En juin 2007, la société est définitivement par terre. Certes, nous avons mis de l’argent de côté avec les allemands, mais concrètement, nous n’avons plus rien à faire. Il y a bien quelques contacts venant du Japon ou de Russie, mais la motivation n’y est plus. La perquisition, c’était la goutte de trop.

Avec Patrick, nous avons fait nos calculs. On peut encore se payer six mois et ensuite on fermera la boite définitivement. Lui va avoir le nombre de trimestre pour partir en retraite confortablement et moi j’ai déjà commencé à me reconvertir. Je vais en normandie deux à trois jours par semaine. Chez Denis.
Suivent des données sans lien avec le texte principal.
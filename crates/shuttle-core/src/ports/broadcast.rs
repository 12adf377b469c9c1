//! BroadcastChannel port - 兄弟インスタンス間の配送媒体
//!
//! 到達も順序も保証しない best-effort な fan-out を想定します。
//! 流すのは JSON 文字列（フレーム）だけで、デコードはコーディネーター側の責務です。
//!
//! # 実装
//! - `impls::LocalBus`: 同一プロセス内の tokio broadcast

use async_trait::async_trait;

use crate::error::Result;

/// Receiving half of a subscription.
#[async_trait]
pub trait FrameReceiver: Send {
    /// Next frame, or `None` once the channel is closed.
    async fn recv(&mut self) -> Option<String>;
}

/// BroadcastChannel は全兄弟インスタンスに同じフレームを配る
///
/// 自分が publish したフレームも自分の subscription に届きます。
/// 自己メッセージの除外は受信側（senderId 比較）で行います。
pub trait BroadcastChannel: Send + Sync {
    /// Fails with `CoordinatorUnavailable` when the medium is closed.
    fn publish(&self, frame: String) -> Result<()>;

    /// Fails with `CoordinatorUnavailable` when the medium cannot be opened.
    fn subscribe(&self) -> Result<Box<dyn FrameReceiver>>;
}
//! App - アプリケーション層
//!
//! このモジュールは、ports を組み合わせてアプリケーションロジックを実装します。
//!
//! # 主要コンポーネント
//! - **OrchestratorBuilder**: エンジンの構築とワイヤリング
//! - **Orchestrator**: ホストが持つ制御 API（start / pause / resume / cancel / status）
//! - **executor**: 分離されたコンテキストでバッチ実行するメッセージ駆動のステートマシン
//! - **coordinator**: 兄弟インスタンス間のハートビートとリーダー選出
//! - **ResultLoop**: executor の出力を永続化し、ホストへ反映（非表示中はバッファ）
//! - **ActionRegistry**: アクション名 → handler のルーティング

pub mod builder;
pub mod coordinator;
pub mod executor;
pub mod orchestrator;
pub mod registry;
mod result_loop;
pub mod status;

// 主要な型を再エクスポート
pub use self::builder::{BuildError, OrchestratorBuilder};
pub use self::coordinator::{CoordinatorConfig, InstanceCoordinator, LeaderState};
pub use self::executor::{spawn_executor, ExecutorConfig, ExecutorHandle, Inbound, Outbound};
pub use self::orchestrator::Orchestrator;
pub use self::registry::{ActionRegistry, RegistryError};
pub use self::status::EngineView;
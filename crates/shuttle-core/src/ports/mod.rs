//! Ports - 抽象化レイヤー
//!
//! このモジュールは Hexagonal Architecture の「ポート」を定義します。
//! 各 trait は外部の協調者（永続化媒体、ブロードキャスト媒体、ホストの UI、
//! タスク評価器）へのインターフェースを提供し、実装の詳細を隠蔽します。
//!
//! # 設計原則
//! - ストアが source of truth（正本）。executor のキューはメモリ上の写し
//! - ブロードキャストは助言的な協調のみ（相互排他には使わない）
//! - ホスト側の callback はすべて同期・非ブロッキング

pub mod broadcast;
pub mod clock;
pub mod handler;
pub mod host;
pub mod id_generator;
pub mod task_store;

// 主要な trait を再エクスポート
pub use self::broadcast::{BroadcastChannel, FrameReceiver};
pub use self::clock::{Clock, FixedClock, SystemClock};
pub use self::handler::TaskHandler;
pub use self::host::{FrameClock, HostSink, NoopHost, Notifier};
pub use self::id_generator::{IdGenerator, UlidGenerator};
pub use self::task_store::TaskStore;
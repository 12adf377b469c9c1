//! Orchestrator - executor とホストの状態をつなぐ統合レイヤー
//!
//! # 責務
//! - 起動: ストア → コーディネーター → executor の順に初期化し、残っている pending を再投入
//! - 制御 API: start_processing / add_tasks / pause / resume / cancel / get_status
//! - 結果の反映は `ResultLoop` が担当（非表示中はバッファ）
//!
//! # 設計原則
//! - 永続化してから executor へ渡す（save_tasks が返る前に dispatch しない）
//! - 制御操作は `running` の Mutex で直列化する

use std::sync::atomic::{AtomicU64, Ordering};
use std::sync::{Arc, Mutex};

use chrono::{DateTime, Utc};
use serde_json::Value;
use tokio::sync::{mpsc, oneshot, watch};
use tokio::task::JoinHandle;
use tracing::{debug, error, info};

use super::coordinator::{CoordinatorConfig, InstanceCoordinator};
use super::executor::{spawn_executor, ExecutorConfig, ExecutorHandle, Inbound, Outbound};
use super::result_loop::ResultLoop;
use super::status::EngineView;
use crate::config::EngineConfig;
use crate::domain::{
    EngineStatus, InstanceId, NewTask, Progress, StatusReport, Task, TaskAction, TaskId,
    TaskResult, TaskStatus, Visibility,
};
use crate::error::{EngineError, Result};
use crate::ports::{BroadcastChannel, Clock, FrameClock, HostSink, Notifier, TaskHandler, TaskStore};

/// A completed result waiting to be applied to the host.
#[derive(Debug, Clone)]
pub(crate) struct PendingResult {
    pub task: Task,
    pub result: Value,
}

/// State shared between the control API and the result loop.
pub(crate) struct Shared {
    pub store: Arc<dyn TaskStore>,
    pub host: Arc<dyn HostSink>,
    pub notifier: Arc<dyn Notifier>,
    pub frames: Arc<dyn FrameClock>,
    pub config: EngineConfig,
    pub view: watch::Sender<EngineView>,
    pub buffer: Mutex<Vec<PendingResult>>,
    pub status_waiters: Mutex<Vec<oneshot::Sender<StatusReport>>>,
    /// `START` / `ADD_TASKS` messages handed to the executor, counted before persisting.
    pub dispatched: AtomicU64,
}

impl Shared {
    pub fn set_status(&self, status: EngineStatus) {
        self.view.send_modify(|v| v.status = status);
    }

    /// Fatal error: status `error`, reported to the host.
    pub fn fail(&self, err: &EngineError) {
        error!(error = %err, "engine error");
        let message = err.to_string();
        self.view.send_modify(|v| {
            v.status = EngineStatus::Error;
            v.last_error = Some(message.clone());
        });
        self.host.on_error(&message);
    }

    /// Hand one result to the host callback matching its action.
    pub fn apply(&self, pending: &PendingResult) {
        let PendingResult { task, result } = pending;
        match &task.action {
            TaskAction::UpdateCell { sheet, cell, .. } => {
                self.host.on_cell_update(task, sheet, cell, result)
            }
            TaskAction::CreateSheet { name } => self.host.on_sheet_created(task, name, result),
            TaskAction::CreateChart { sheet, range, .. } => {
                self.host.on_chart_created(task, sheet, range, result)
            }
            TaskAction::Other { .. } => self.host.on_result(task, result),
        }
    }

    pub fn buffer(&self, pending: PendingResult) {
        let count = {
            let mut buffer = self.buffer.lock().unwrap_or_else(|e| e.into_inner());
            buffer.push(pending);
            buffer.len()
        };
        self.view.send_modify(|v| v.buffered = count);
    }

    pub fn has_buffered(&self) -> bool {
        !self
            .buffer
            .lock()
            .unwrap_or_else(|e| e.into_inner())
            .is_empty()
    }

    /// Apply every buffered result in arrival order.
    pub fn flush(&self) -> usize {
        let drained = std::mem::take(&mut *self.buffer.lock().unwrap_or_else(|e| e.into_inner()));
        for pending in &drained {
            self.apply(pending);
        }
        self.view.send_modify(|v| v.buffered = 0);
        if !drained.is_empty() {
            info!(count = drained.len(), "flushed buffered results");
        }
        drained.len()
    }

    pub fn discard_buffer(&self) {
        self.buffer
            .lock()
            .unwrap_or_else(|e| e.into_inner())
            .clear();
        self.view.send_modify(|v| v.buffered = 0);
    }

    pub fn resolve_status(&self, report: &StatusReport) {
        let waiters =
            std::mem::take(&mut *self.status_waiters.lock().unwrap_or_else(|e| e.into_inner()));
        for waiter in waiters {
            let _ = waiter.send(report.clone());
        }
    }
}

/// Live parts created by `initialize()`.
struct Running {
    executor: ExecutorHandle,
    coordinator: Arc<InstanceCoordinator>,
    shutdown_tx: watch::Sender<bool>,
    result_loop: JoinHandle<()>,
}

/// Host-owned engine. Build with `OrchestratorBuilder`.
pub struct Orchestrator {
    shared: Arc<Shared>,
    handler: Arc<dyn TaskHandler>,
    instance_id: InstanceId,
    channel: Option<Arc<dyn BroadcastChannel>>,
    clock: Arc<dyn Clock>,
    visibility: watch::Receiver<Visibility>,
    // keeps the default always-foreground source open
    _visibility_tx: Option<watch::Sender<Visibility>>,
    running: tokio::sync::Mutex<Option<Running>>,
}

pub(crate) struct Parts {
    pub store: Arc<dyn TaskStore>,
    pub handler: Arc<dyn TaskHandler>,
    pub host: Arc<dyn HostSink>,
    pub notifier: Arc<dyn Notifier>,
    pub frames: Arc<dyn FrameClock>,
    pub channel: Option<Arc<dyn BroadcastChannel>>,
    pub clock: Arc<dyn Clock>,
    pub instance_id: InstanceId,
    pub visibility: watch::Receiver<Visibility>,
    pub visibility_tx: Option<watch::Sender<Visibility>>,
    pub config: EngineConfig,
}

async fn wait_for(outbound: &mut mpsc::UnboundedReceiver<Outbound>, name: &str) -> Result<()> {
    while let Some(msg) = outbound.recv().await {
        if msg.name() == name {
            return Ok(());
        }
        debug!(message = msg.name(), "ignored during startup");
    }
    Err(EngineError::ExecutorGone)
}

impl Orchestrator {
    pub(crate) fn from_parts(parts: Parts) -> Self {
        let (view, _) = watch::channel(EngineView::new(parts.instance_id.clone()));
        Self {
            shared: Arc::new(Shared {
                store: parts.store,
                host: parts.host,
                notifier: parts.notifier,
                frames: parts.frames,
                config: parts.config,
                view,
                buffer: Mutex::new(Vec::new()),
                status_waiters: Mutex::new(Vec::new()),
                dispatched: AtomicU64::new(0),
            }),
            handler: parts.handler,
            instance_id: parts.instance_id,
            channel: parts.channel,
            clock: parts.clock,
            visibility: parts.visibility,
            _visibility_tx: parts.visibility_tx,
            running: tokio::sync::Mutex::new(None),
        }
    }

    /// Open the store, join the sibling instances, start the executor and
    /// replay pending tasks. Calling it again is a no-op.
    pub async fn initialize(&self) -> Result<()> {
        let mut running = self.running.lock().await;
        if running.is_some() {
            return Ok(());
        }
        let shared = &self.shared;
        shared.set_status(EngineStatus::Initializing);

        if let Err(e) = shared.store.initialize().await {
            shared.fail(&e);
            return Err(e);
        }

        let coordinator = Arc::new(match &self.channel {
            Some(channel) => InstanceCoordinator::start(
                self.instance_id.clone(),
                channel.clone(),
                self.clock.clone(),
                CoordinatorConfig::from(&shared.config),
            ),
            None => InstanceCoordinator::standalone(self.instance_id.clone(), self.clock.clone()),
        });
        let is_leader = coordinator.is_leader();
        shared.view.send_modify(|v| v.is_leader = is_leader);

        let (executor, mut outbound, _join) = spawn_executor(self.handler.clone());
        let ready = async {
            wait_for(&mut outbound, Outbound::Ready.name()).await?;
            executor.send(Inbound::Init(ExecutorConfig {
                batch_size: shared.config.batch_size,
            }))?;
            wait_for(&mut outbound, "INITIALIZED").await
        };
        if let Err(e) = ready.await {
            shared.fail(&e);
            return Err(e);
        }

        let (shutdown_tx, shutdown_rx) = watch::channel(false);
        let result_loop = ResultLoop::new(
            shared.clone(),
            outbound,
            executor.clone(),
            coordinator.clone(),
            self.visibility.clone(),
            shutdown_rx,
        );
        let result_loop = tokio::spawn(result_loop.run());

        let live = Running {
            executor,
            coordinator,
            shutdown_tx,
            result_loop,
        };
        shared.set_status(EngineStatus::Idle);
        info!(instance = %self.instance_id, "engine initialized");

        if shared.config.auto_recover {
            let pending = match shared.store.get_pending_tasks().await {
                Ok(pending) => pending,
                Err(e) => {
                    shared.fail(&e);
                    *running = Some(live);
                    return Err(e);
                }
            };
            if !pending.is_empty() {
                info!(count = pending.len(), "recovering pending tasks");
                shared.dispatched.fetch_add(1, Ordering::SeqCst);
                self.dispatch(&live, pending, false)?;
            }
        }

        *running = Some(live);
        Ok(())
    }

    /// Persist `tasks` and start a run. Fails with `AlreadyProcessing` while a run is active.
    pub async fn start_processing(&self, tasks: Vec<NewTask>) -> Result<Vec<TaskId>> {
        let running = self.running.lock().await;
        let live = running.as_ref().ok_or(EngineError::NotInitialized)?;
        if self.shared.view.borrow().is_active() {
            return Err(EngineError::AlreadyProcessing);
        }

        let saved = self.persist(tasks).await?;
        let ids = saved.iter().filter_map(|t| t.id).collect();
        self.dispatch(live, saved, false)?;
        Ok(ids)
    }

    /// Persist `tasks` and append them to the live run (or start one when idle).
    pub async fn add_tasks(&self, tasks: Vec<NewTask>) -> Result<Vec<TaskId>> {
        let running = self.running.lock().await;
        let live = running.as_ref().ok_or(EngineError::NotInitialized)?;

        let saved = self.persist(tasks).await?;
        let ids = saved.iter().filter_map(|t| t.id).collect();
        self.dispatch(live, saved, true)?;
        Ok(ids)
    }

    pub async fn pause(&self) -> Result<()> {
        self.send(Inbound::Pause).await
    }

    pub async fn resume(&self) -> Result<()> {
        self.send(Inbound::Resume).await
    }

    /// Stop the run, drop its queue, clear the task and result tables and buffered results.
    pub async fn cancel(&self) -> Result<()> {
        let running = self.running.lock().await;
        let live = running.as_ref().ok_or(EngineError::NotInitialized)?;

        live.executor.send(Inbound::Cancel)?;
        self.shared.discard_buffer();
        self.shared.set_status(EngineStatus::Idle);
        let store = &self.shared.store;
        let cleared = async {
            store.clear_all_tasks().await?;
            store.clear_results().await
        };
        if let Err(e) = cleared.await {
            self.shared.fail(&e);
            return Err(e);
        }
        Ok(())
    }

    /// Ask the executor for its counters.
    pub async fn get_status(&self) -> Result<StatusReport> {
        let rx = {
            let running = self.running.lock().await;
            let live = running.as_ref().ok_or(EngineError::NotInitialized)?;
            let (tx, rx) = oneshot::channel();
            self.shared
                .status_waiters
                .lock()
                .unwrap_or_else(|e| e.into_inner())
                .push(tx);
            live.executor.send(Inbound::GetStatus)?;
            rx
        };
        rx.await.map_err(|_| EngineError::ExecutorGone)
    }

    pub fn view(&self) -> EngineView {
        self.shared.view.borrow().clone()
    }

    pub fn subscribe(&self) -> watch::Receiver<EngineView> {
        self.shared.view.subscribe()
    }

    pub fn is_leader(&self) -> bool {
        self.shared.view.borrow().is_leader
    }

    pub fn instance_id(&self) -> &InstanceId {
        &self.instance_id
    }

    pub fn store(&self) -> &Arc<dyn TaskStore> {
        &self.shared.store
    }

    /// Results recorded at or after `since`.
    pub async fn results_since(&self, since: DateTime<Utc>) -> Result<Vec<TaskResult>> {
        self.shared.store.get_results(since).await
    }

    /// Broadcast free-form host state to sibling instances.
    pub async fn sync_state(&self, state: Value) -> Result<()> {
        let running = self.running.lock().await;
        let live = running.as_ref().ok_or(EngineError::NotInitialized)?;
        live.coordinator.sync_state(state)
    }

    /// Stop the result loop, the coordinator and the executor. Persisted
    /// pending tasks stay in the store for the next `initialize()`.
    pub async fn shutdown(&self) {
        let Some(live) = self.running.lock().await.take() else {
            return;
        };
        let _ = live.shutdown_tx.send(true);
        live.coordinator.shutdown();
        if let Err(e) = live.result_loop.await {
            debug!(error = %e, "result loop ended abnormally");
        }
        info!(instance = %self.instance_id, "engine stopped");
    }

    async fn send(&self, msg: Inbound) -> Result<()> {
        let running = self.running.lock().await;
        let live = running.as_ref().ok_or(EngineError::NotInitialized)?;
        live.executor.send(msg)
    }

    /// Save `tasks` for the dispatch that follows. The dispatch is counted
    /// first, so a `COMPLETED` still queued for the result loop reads as stale.
    async fn persist(&self, tasks: Vec<NewTask>) -> Result<Vec<Task>> {
        self.shared.dispatched.fetch_add(1, Ordering::SeqCst);
        match self.shared.store.save_tasks(tasks).await {
            Ok(saved) => Ok(saved),
            Err(e) => {
                self.shared.dispatched.fetch_sub(1, Ordering::SeqCst);
                self.shared.fail(&e);
                Err(e)
            }
        }
    }

    fn dispatch(&self, live: &Running, mut tasks: Vec<Task>, append: bool) -> Result<()> {
        let now = self.clock.now();
        for task in &mut tasks {
            // store records stay pending until their result is saved
            if let Err(e) = task.transition(TaskStatus::Processing, now) {
                debug!(task_id = ?task.id, error = %e, "task not marked processing");
            }
            if let Some(id) = task.id {
                if let Err(e) = live.coordinator.announce_claimed(id) {
                    debug!(task_id = %id, error = %e, "claim not announced");
                }
            }
        }

        let count = tasks.len();
        self.shared.view.send_modify(|v| {
            if v.is_active() {
                v.progress = Progress::new(v.progress.current, v.progress.total + count);
            } else {
                v.status = EngineStatus::Processing;
                v.progress = Progress::new(0, count);
                v.last_error = None;
            }
        });

        let msg = if append {
            Inbound::AddTasks(tasks)
        } else {
            Inbound::Start(tasks)
        };
        if let Err(e) = live.executor.send(msg) {
            self.shared.fail(&e);
            return Err(e);
        }
        Ok(())
    }
}
//! Events - コーディネーターがローカルの購読者へ流すイベント
//!
//! ブロードキャストチャネル上のワイヤーメッセージ（`app::coordinator::wire`）とは別物です。
//! こちらはプロセス内だけで使い、シリアライズしません。

use serde_json::Value;

use super::ids::{InstanceId, TaskId};

/// CoordinatorEvent はリーダーシップの変化と兄弟インスタンスからの通知
#[derive(Debug, Clone, PartialEq)]
pub enum CoordinatorEvent {
    /// このインスタンスがリーダーになった
    BecameLeader,

    /// リーダーではなくなった（`leader` は新しく信じているリーダー）
    LostLeadership { leader: InstanceId },

    /// 兄弟インスタンスがタスクを取得した（情報のみ）
    TaskClaimed {
        task_id: TaskId,
        claimed_by: InstanceId,
    },

    /// 兄弟インスタンスがタスクを完了した（再実行せずに反映するため）
    TaskCompleted {
        task_id: TaskId,
        result: Value,
        completed_by: InstanceId,
    },

    /// ホストレベルの自由形式の状態同期
    StateSync { from: InstanceId, state: Value },
}
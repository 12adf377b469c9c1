//! Task model: typed actions over the free-form `{action, parameters}` shape.

use chrono::{DateTime, Utc};
use serde::{Deserialize, Serialize};
use serde_json::{Map, Value};

use super::ids::TaskId;
use super::state::TaskStatus;
use crate::error::{EngineError, Result};

/// What a task asks the executor to do.
///
/// Persisted and sent over the wire as `{"action": "...", "parameters": {...}}`.
/// Unknown action names (or known names whose parameters do not decode) land
/// in `Other` untouched, so records written by a newer build still load.
#[derive(Debug, Clone, PartialEq, Serialize, Deserialize)]
#[serde(from = "RawAction", into = "RawAction")]
pub enum TaskAction {
    UpdateCell {
        sheet: String,
        cell: String,
        formula: String,
    },
    CreateSheet {
        name: String,
    },
    CreateChart {
        sheet: String,
        range: String,
        chart_type: String,
    },
    Other {
        action: String,
        parameters: Map<String, Value>,
    },
}

impl TaskAction {
    pub const UPDATE_CELL: &'static str = "updateCell";
    pub const CREATE_SHEET: &'static str = "createSheet";
    pub const CREATE_CHART: &'static str = "createChart";

    pub fn other(action: impl Into<String>, parameters: Value) -> Self {
        let parameters = match parameters {
            Value::Object(map) => map,
            Value::Null => Map::new(),
            other => {
                let mut map = Map::new();
                map.insert("value".to_string(), other);
                map
            }
        };
        TaskAction::Other {
            action: action.into(),
            parameters,
        }
    }

    /// The action name as written on the wire.
    pub fn name(&self) -> &str {
        match self {
            TaskAction::UpdateCell { .. } => Self::UPDATE_CELL,
            TaskAction::CreateSheet { .. } => Self::CREATE_SHEET,
            TaskAction::CreateChart { .. } => Self::CREATE_CHART,
            TaskAction::Other { action, .. } => action,
        }
    }
}

#[derive(Debug, Clone, Serialize, Deserialize)]
#[serde(rename_all = "camelCase")]
struct CellParams {
    sheet: String,
    cell: String,
    formula: String,
}

#[derive(Debug, Clone, Serialize, Deserialize)]
struct SheetParams {
    name: String,
}

#[derive(Debug, Clone, Serialize, Deserialize)]
#[serde(rename_all = "camelCase")]
struct ChartParams {
    sheet: String,
    range: String,
    chart_type: String,
}

/// Untyped wire shape of an action.
#[derive(Debug, Clone, Serialize, Deserialize)]
struct RawAction {
    action: String,
    #[serde(default)]
    parameters: Map<String, Value>,
}

impl From<RawAction> for TaskAction {
    fn from(raw: RawAction) -> Self {
        let params = Value::Object(raw.parameters.clone());
        let typed = match raw.action.as_str() {
            TaskAction::UPDATE_CELL => serde_json::from_value::<CellParams>(params)
                .ok()
                .map(|p| TaskAction::UpdateCell {
                    sheet: p.sheet,
                    cell: p.cell,
                    formula: p.formula,
                }),
            TaskAction::CREATE_SHEET => serde_json::from_value::<SheetParams>(params)
                .ok()
                .map(|p| TaskAction::CreateSheet { name: p.name }),
            TaskAction::CREATE_CHART => serde_json::from_value::<ChartParams>(params)
                .ok()
                .map(|p| TaskAction::CreateChart {
                    sheet: p.sheet,
                    range: p.range,
                    chart_type: p.chart_type,
                }),
            _ => None,
        };
        typed.unwrap_or(TaskAction::Other {
            action: raw.action,
            parameters: raw.parameters,
        })
    }
}

fn into_map<T: Serialize>(params: T) -> Map<String, Value> {
    match serde_json::to_value(params) {
        Ok(Value::Object(map)) => map,
        _ => Map::new(),
    }
}

impl From<TaskAction> for RawAction {
    fn from(action: TaskAction) -> Self {
        let name = action.name().to_string();
        let parameters = match action {
            TaskAction::UpdateCell {
                sheet,
                cell,
                formula,
            } => into_map(CellParams {
                sheet,
                cell,
                formula,
            }),
            TaskAction::CreateSheet { name } => into_map(SheetParams { name }),
            TaskAction::CreateChart {
                sheet,
                range,
                chart_type,
            } => into_map(ChartParams {
                sheet,
                range,
                chart_type,
            }),
            TaskAction::Other { parameters, .. } => parameters,
        };
        RawAction {
            action: name,
            parameters,
        }
    }
}

/// A task as submitted by the host, before the store assigns an id.
#[derive(Debug, Clone, PartialEq, Serialize, Deserialize)]
pub struct NewTask {
    #[serde(flatten)]
    pub action: TaskAction,
    #[serde(default)]
    pub priority: i32,
}

impl NewTask {
    pub fn new(action: TaskAction) -> Self {
        Self {
            action,
            priority: 0,
        }
    }

    pub fn with_priority(mut self, priority: i32) -> Self {
        self.priority = priority;
        self
    }

    pub fn update_cell(
        sheet: impl Into<String>,
        cell: impl Into<String>,
        formula: impl Into<String>,
    ) -> Self {
        Self::new(TaskAction::UpdateCell {
            sheet: sheet.into(),
            cell: cell.into(),
            formula: formula.into(),
        })
    }

    pub fn create_sheet(name: impl Into<String>) -> Self {
        Self::new(TaskAction::CreateSheet { name: name.into() })
    }

    /// A free-form action; `parameters` should be a JSON object.
    pub fn action(action: impl Into<String>, parameters: Value) -> Self {
        Self::new(TaskAction::other(action, parameters))
    }
}

/// A persisted task record.
#[derive(Debug, Clone, PartialEq, Serialize, Deserialize)]
#[serde(rename_all = "camelCase")]
pub struct Task {
    #[serde(default, skip_serializing_if = "Option::is_none")]
    pub id: Option<TaskId>,

    #[serde(flatten)]
    pub action: TaskAction,

    #[serde(default)]
    pub priority: i32,

    pub status: TaskStatus,

    pub created_at: DateTime<Utc>,

    #[serde(default, skip_serializing_if = "Option::is_none")]
    pub updated_at: Option<DateTime<Utc>>,

    /// Written as 0 on insert. Nothing increments it yet.
    // TODO: decide whether failed tasks get retried; until then this stays 0.
    #[serde(default)]
    pub attempts: u32,
}

impl Task {
    /// Build the record the store inserts for `new`.
    pub fn pending(id: TaskId, new: NewTask, now: DateTime<Utc>) -> Self {
        Self {
            id: Some(id),
            action: new.action,
            priority: new.priority,
            status: TaskStatus::Pending,
            created_at: now,
            updated_at: None,
            attempts: 0,
        }
    }

    pub fn action_name(&self) -> &str {
        self.action.name()
    }

    /// Move to `status`, stamping `updated_at`. Same-status writes are no-ops.
    pub fn transition(&mut self, status: TaskStatus, now: DateTime<Utc>) -> Result<()> {
        if !self.status.can_transition_to(status) {
            return Err(EngineError::InvalidTransition {
                task_id: self.id.unwrap_or(TaskId::new(0)),
                from: self.status,
                to: status,
            });
        }
        if self.status != status {
            self.status = status;
            self.updated_at = Some(now);
        }
        Ok(())
    }
}

#[cfg(test)]
mod tests {
    use super::*;
    use serde_json::json;

    #[test]
    fn known_action_decodes_to_typed_variant() {
        let task: NewTask = serde_json::from_value(json!({
            "action": "updateCell",
            "parameters": { "sheet": "Sheet1", "cell": "B2", "formula": "=A1*2" },
            "priority": 3
        }))
        .unwrap();

        assert_eq!(
            task.action,
            TaskAction::UpdateCell {
                sheet: "Sheet1".into(),
                cell: "B2".into(),
                formula: "=A1*2".into(),
            }
        );
        assert_eq!(task.priority, 3);
    }

    #[test]
    fn unknown_action_is_preserved() {
        let task: NewTask = serde_json::from_value(json!({
            "action": "pivot",
            "parameters": { "rows": ["region"] }
        }))
        .unwrap();

        assert_eq!(task.action.name(), "pivot");
        let back = serde_json::to_value(&task).unwrap();
        assert_eq!(back["action"], "pivot");
        assert_eq!(back["parameters"]["rows"][0], "region");
    }

    #[test]
    fn known_action_with_bad_parameters_falls_back() {
        let task: NewTask = serde_json::from_value(json!({
            "action": "createSheet",
            "parameters": { "title": "no name field" }
        }))
        .unwrap();

        assert!(matches!(task.action, TaskAction::Other { ref action, .. } if action == "createSheet"));
    }

    #[test]
    fn task_record_uses_camel_case_fields() {
        let now = Utc::now();
        let task = Task::pending(TaskId::new(1), NewTask::create_sheet("Totals"), now);
        let value = serde_json::to_value(&task).unwrap();

        assert_eq!(value["id"], 1);
        assert_eq!(value["action"], "createSheet");
        assert_eq!(value["parameters"]["name"], "Totals");
        assert_eq!(value["status"], "pending");
        assert_eq!(value["attempts"], 0);
        assert!(value.get("createdAt").is_some());
        assert!(value.get("updatedAt").is_none());
    }

    #[test]
    fn transition_stamps_updated_at_once() {
        let created = Utc::now();
        let mut task = Task::pending(TaskId::new(9), NewTask::create_sheet("A"), created);

        let later = created + chrono::Duration::seconds(1);
        task.transition(TaskStatus::Completed, later).unwrap();
        assert_eq!(task.status, TaskStatus::Completed);
        assert_eq!(task.updated_at, Some(later));

        task.transition(TaskStatus::Completed, later + chrono::Duration::seconds(5))
            .unwrap();
        assert_eq!(task.updated_at, Some(later));

        let err = task.transition(TaskStatus::Pending, later).unwrap_err();
        assert!(matches!(err, EngineError::InvalidTransition { .. }));
    }

    #[test]
    fn non_object_parameters_are_wrapped() {
        let action = TaskAction::other("echo", json!(5));
        match action {
            TaskAction::Other { parameters, .. } => assert_eq!(parameters["value"], 5),
            other => panic!("expected Other, got {other:?}"),
        }
    }
}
Tout le monde y trouve son compte. Il est à la bourre dans tous ses dossiers et moi j’ai besoin d’apprendre, avec ma légendaire capacité de travail. Et comme j’apprends vite, je vais lui remettre en ordre de marche son cabinet en quelques mois. J’assiste aux réunions en tant qu’assistant mais concrètement, je fais tout : les convocations, les compte-rendus, les rapports et surtout la facturation. Denis est ravi, l’argent coule à flot à nouveau dans son cabinet. Et moi je suis prêt pour changer de vie. Mes adversaires ont eu raison de ma boite, mais ils n’auront pas ma peau!

En septembre 2007, je décide de confier le sort de l’entreprise française au Tribunal de Commerce d’Amiens qui comme d’habitude va se révéler exceptionnel. C’est Maître LAFARGE qui est chargée de poursuivre puis liquider l’entreprise. Je lui ai tout préparé avec mon expert comptable. Tout est au cordeau. Elle m’en félicite d’ailleurs dans l’entretien obligatoire avec le dirigeant. Et nous évoquons les mémoires olfactives, elle de la baie de Somme, moi de ma Bretagne au lieu de parler de la société. elle sait qu’on est allé au delà de nos ressources. Elle est admirative même.

Quand on dépose le bilan, les charognards n’ont plus de limites. A commencer par les Ursaaf qui inventent des dettes. Bien vite remis en place par le liquidateur.

De toutes les manières, nous n’avions plus le choix. Les prud’hommes viennent de tomber. Les deux chimistes qui nous ont trahi viennent d’avoir gain de cause. 80,000 euros chacun. Quelle ode à la joie! Les sommes sont exigibles de suite que l’on fasse appel ou non. Et donc comptablement, nous ne pouvons plus faire face au passif exigible. On peut donc fermer tranquillement.

Dans le fond, tout cela me va bien. Ma reconversion est en cours. Avec l’accord des magistrats qui trouvent que ce tutorat est efficace et qui indiquent à Denis que je devrai bientôt recevoir mes propres missions.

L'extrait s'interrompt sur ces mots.